Example 6. The apparatus of any of examples 1 to 5, wherein the instructions, when executed by the at least one processor, cause the apparatus at least to: sort the displacement values by level of detail level, wherein the sorting follows a vertex traversal order.
Example 7. The apparatus of any of examples 1 to 6, wherein the video frame comprises multiple sub-streams of video-based dynamic mesh coding data, wherein one sub-stream of the multiple sub-streams comprises texture information, and another sub-stream of the multiple sub-streams comprises displacement information.
Example 8. The apparatus of any of examples 1 to 7, wherein displacement data for a level of detail level is mapped to a separate region that is aligned to boundaries of a coding tree unit.

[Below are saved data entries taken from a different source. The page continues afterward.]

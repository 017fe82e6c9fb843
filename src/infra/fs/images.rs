//! Best-effort locator for design images on the shared design drive.
//!
//! Folders on the share are named after sales staff (`大阪本社　09：沖本`),
//! and workbook names carry the same person in brackets
//! (`本社009　2025年度用日報【沖本】.xlsm`). Every walk is bounded in depth
//! and result count; the share is slow and parts of it are unreadable.

use std::collections::HashMap;
use std::fs;
use std::path::{Component, Path, PathBuf};
use std::sync::OnceLock;
use std::time::UNIX_EPOCH;

use regex::Regex;
use walkdir::WalkDir;

use crate::domain::entities::lookup::{ImageEntry, ImageResults};
use crate::usecase::ports::repo::StoreError;

pub const IMAGE_EXTENSIONS: [&str; 7] = ["jpg", "jpeg", "png", "gif", "bmp", "webp", "pdf"];

const LIST_MAX_DEPTH: usize = 4;
const LIST_MAX_RESULTS: usize = 100;
const SEARCH_MAX_DEPTH: usize = 3;
const SEARCH_MAX_RESULTS: usize = 50;
/// Candidates gathered before ranking; only the newest `SEARCH_MAX_RESULTS` are returned.
const SEARCH_MAX_CANDIDATES: usize = 1000;
const MIN_QUERY_CHARS: usize = 2;

static BRACKETED_NAME: OnceLock<Regex> = OnceLock::new();
static TITLE_SUFFIX: OnceLock<Regex> = OnceLock::new();
static DESIGN_ID: OnceLock<Regex> = OnceLock::new();

/// Name inside `【…】`, else the file stem.
pub fn extract_name(filename: &str) -> String {
    let re = BRACKETED_NAME
        .get_or_init(|| Regex::new(r"【(.*?)】").expect("bracket regex should compile"));
    match re.captures(filename).and_then(|caps| caps.get(1)) {
        Some(name) => name.as_str().to_string(),
        None => Path::new(filename)
            .file_stem()
            .map(|stem| stem.to_string_lossy().into_owned())
            .unwrap_or_default(),
    }
}

pub fn normalize_name(text: &str) -> String {
    text.replace('（', "(")
        .replace('）', ")")
        .replace('　', " ")
        .trim()
        .to_string()
}

/// `山下(和)次長` -> `山下(和)`
pub fn strip_title(name: &str) -> String {
    let re = TITLE_SUFFIX.get_or_init(|| {
        Regex::new(r"(?i)(MGR|Mgr|次長|課長|部長|係長|主任|担当|顧問|専務|常務|社長)$")
            .expect("title regex should compile")
    });
    re.replace(name, "").into_owned()
}

fn looks_like_design_id(name: &str) -> bool {
    DESIGN_ID
        .get_or_init(|| Regex::new(r"\d{5,}").expect("design id regex should compile"))
        .is_match(name)
}

fn is_image(path: &Path) -> bool {
    path.extension()
        .and_then(|ext| ext.to_str())
        .map(|ext| {
            IMAGE_EXTENSIONS
                .iter()
                .any(|allowed| ext.eq_ignore_ascii_case(allowed))
        })
        .unwrap_or(false)
}

fn sort_newest_first(images: &mut [ImageEntry]) {
    images.sort_by(|a, b| b.mtime.total_cmp(&a.mtime));
}

pub struct ImageLocator {
    design_dir: PathBuf,
    folder_mapping: HashMap<String, String>,
}

impl ImageLocator {
    pub fn new(design_dir: impl Into<PathBuf>, folder_mapping: HashMap<String, String>) -> Self {
        Self {
            design_dir: design_dir.into(),
            folder_mapping,
        }
    }

    fn top_level_dirs(&self) -> Vec<String> {
        let entries = match fs::read_dir(&self.design_dir) {
            Ok(entries) => entries,
            Err(err) => {
                log::error!(
                    "failed to list design dir {}: {err}",
                    self.design_dir.display()
                );
                return Vec::new();
            }
        };
        let mut dirs: Vec<String> = entries
            .filter_map(|entry| entry.ok())
            .filter(|entry| entry.path().is_dir())
            .filter_map(|entry| entry.file_name().into_string().ok())
            .collect();
        dirs.sort();
        dirs
    }

    /// Top-level design folder belonging to the owner of `filename`.
    pub fn match_folder(&self, filename: &str) -> Option<String> {
        if let Some(mapped) = self.folder_mapping.get(filename) {
            if self.design_dir.join(mapped).is_dir() {
                log::info!("manual folder mapping for {filename}: {mapped}");
                return Some(mapped.clone());
            }
            log::warn!("mapped folder not found: {mapped}");
        }

        let target = normalize_name(&extract_name(filename));
        if target.is_empty() {
            return None;
        }
        let stripped = strip_title(&target);
        let dirs = self.top_level_dirs();

        let find = |needle: &str| {
            dirs.iter()
                .find(|dir| normalize_name(dir).contains(needle))
                .cloned()
        };
        let found = find(&target).or_else(|| {
            (!stripped.is_empty() && stripped != target)
                .then(|| find(&stripped))
                .flatten()
        });
        match &found {
            Some(dir) => log::info!("design folder for {filename}: {dir}"),
            None => log::warn!("no design folder for {target} / {stripped}"),
        }
        found
    }

    fn image_entry(&self, path: &Path, folder: &str) -> Option<ImageEntry> {
        let relative = path.strip_prefix(&self.design_dir).ok()?;
        let mtime = fs::metadata(path)
            .and_then(|meta| meta.modified())
            .ok()
            .and_then(|modified| modified.duration_since(UNIX_EPOCH).ok())
            .map(|d| d.as_secs_f64())
            .unwrap_or(0.0);
        Some(ImageEntry {
            name: path.file_name()?.to_string_lossy().into_owned(),
            path: relative.to_string_lossy().into_owned(),
            folder: folder.to_string(),
            mtime,
        })
    }

    pub fn list(&self, filename: &str) -> ImageResults {
        if !self.design_dir.is_dir() {
            log::error!("design directory not found: {}", self.design_dir.display());
            return ImageResults::empty("Design directory not found");
        }
        let Some(folder) = self.match_folder(filename) else {
            return ImageResults::empty(format!("No folder found for '{}'", extract_name(filename)));
        };

        let mut images = Vec::new();
        for entry in WalkDir::new(self.design_dir.join(&folder)).max_depth(LIST_MAX_DEPTH) {
            let entry = match entry {
                Ok(entry) => entry,
                Err(err) => {
                    log::warn!("skipping unreadable path: {err}");
                    continue;
                }
            };
            if !entry.file_type().is_file() || !is_image(entry.path()) {
                continue;
            }
            if let Some(image) = self.image_entry(entry.path(), &folder) {
                images.push(image);
            }
            if images.len() >= LIST_MAX_RESULTS {
                break;
            }
        }
        sort_newest_first(&mut images);

        ImageResults {
            images,
            folder: Some(folder),
            ..ImageResults::default()
        }
    }

    pub fn search(&self, query: &str, filename: Option<&str>) -> ImageResults {
        let query = query.trim();
        if query.chars().count() < MIN_QUERY_CHARS {
            return ImageResults::empty("Query too short");
        }
        if !self.design_dir.is_dir() {
            return ImageResults::empty("Design directory not found");
        }

        let root = match filename {
            Some(filename) => match self.match_folder(filename) {
                Some(folder) => self.design_dir.join(folder),
                None => return ImageResults::empty("User folder not found from filename"),
            },
            None => self.design_dir.clone(),
        };
        log::debug!("searching {} for '{query}'", root.display());

        let mut images = Vec::new();
        self.safe_walk(&root, &query.to_lowercase(), 0, false, &mut images);
        sort_newest_first(&mut images);
        images.truncate(SEARCH_MAX_RESULTS);

        ImageResults {
            images,
            query: Some(query.to_string()),
            ..ImageResults::default()
        }
    }

    /// Once a directory name contains the query every image below it matches.
    /// Outside such a subtree, folders named like another design id are skipped.
    fn safe_walk(
        &self,
        dir: &Path,
        query: &str,
        depth: usize,
        parent_matches: bool,
        results: &mut Vec<ImageEntry>,
    ) {
        let entries = match fs::read_dir(dir) {
            Ok(entries) => entries,
            Err(err) => {
                log::warn!("failed to list {}: {err}", dir.display());
                return;
            }
        };
        let folder = dir
            .file_name()
            .map(|name| name.to_string_lossy().into_owned())
            .unwrap_or_default();

        let mut subdirs = Vec::new();
        for entry in entries.filter_map(|entry| entry.ok()) {
            let path = entry.path();
            let name = entry.file_name().to_string_lossy().into_owned();
            let name_lower = name.to_lowercase();
            let name_matches = name_lower.contains(query);

            if (parent_matches || name_matches) && is_image(&path) && path.is_file() {
                if let Some(image) = self.image_entry(&path, &folder) {
                    results.push(image);
                }
                continue;
            }

            if depth >= SEARCH_MAX_DEPTH || name.contains('.') || !path.is_dir() {
                continue;
            }
            let matches = parent_matches || name_matches;
            if !matches && looks_like_design_id(&name) {
                continue;
            }
            subdirs.push((path, matches));
        }

        for (subdir, matches) in subdirs {
            self.safe_walk(&subdir, query, depth + 1, matches, results);
            if results.len() >= SEARCH_MAX_CANDIDATES {
                break;
            }
        }
    }

    /// Maps a client-supplied relative path back onto the design drive.
    pub fn resolve(&self, relative: &str) -> Result<PathBuf, StoreError> {
        let relative_path = Path::new(relative);
        let escapes = relative_path
            .components()
            .any(|c| !matches!(c, Component::Normal(_) | Component::CurDir));
        if relative.is_empty() || escapes {
            log::warn!("rejected image path: {relative}");
            return Err(StoreError::Forbidden);
        }
        let full = self.design_dir.join(relative_path);
        if !full.is_file() {
            return Err(StoreError::NotFound("Image not found".to_string()));
        }
        Ok(full)
    }
}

Example 9. The apparatus of example 8, wherein at least one or more of the following applies to the separate region: the separate region comprises a high efficiency video coding slice, or the separate region comprises a rectangular tile, or the separate region comprises a rectangular tile, and the tile comprises a motion constrained tile set such that motion compensation is constrained to refer to a same tile location in reconstructed reference frames, or the separate region comprises a versatile video coding subpicture.
Example 10. The apparatus of any of examples 1 to 9, wherein the mapping information indicating the relation between displacement values for level of detail levels and regions of the video frame signaled in or along the video-based dynamic mesh coding bitstream is provided in an atlas bitstream or an atlas sequence parameter set.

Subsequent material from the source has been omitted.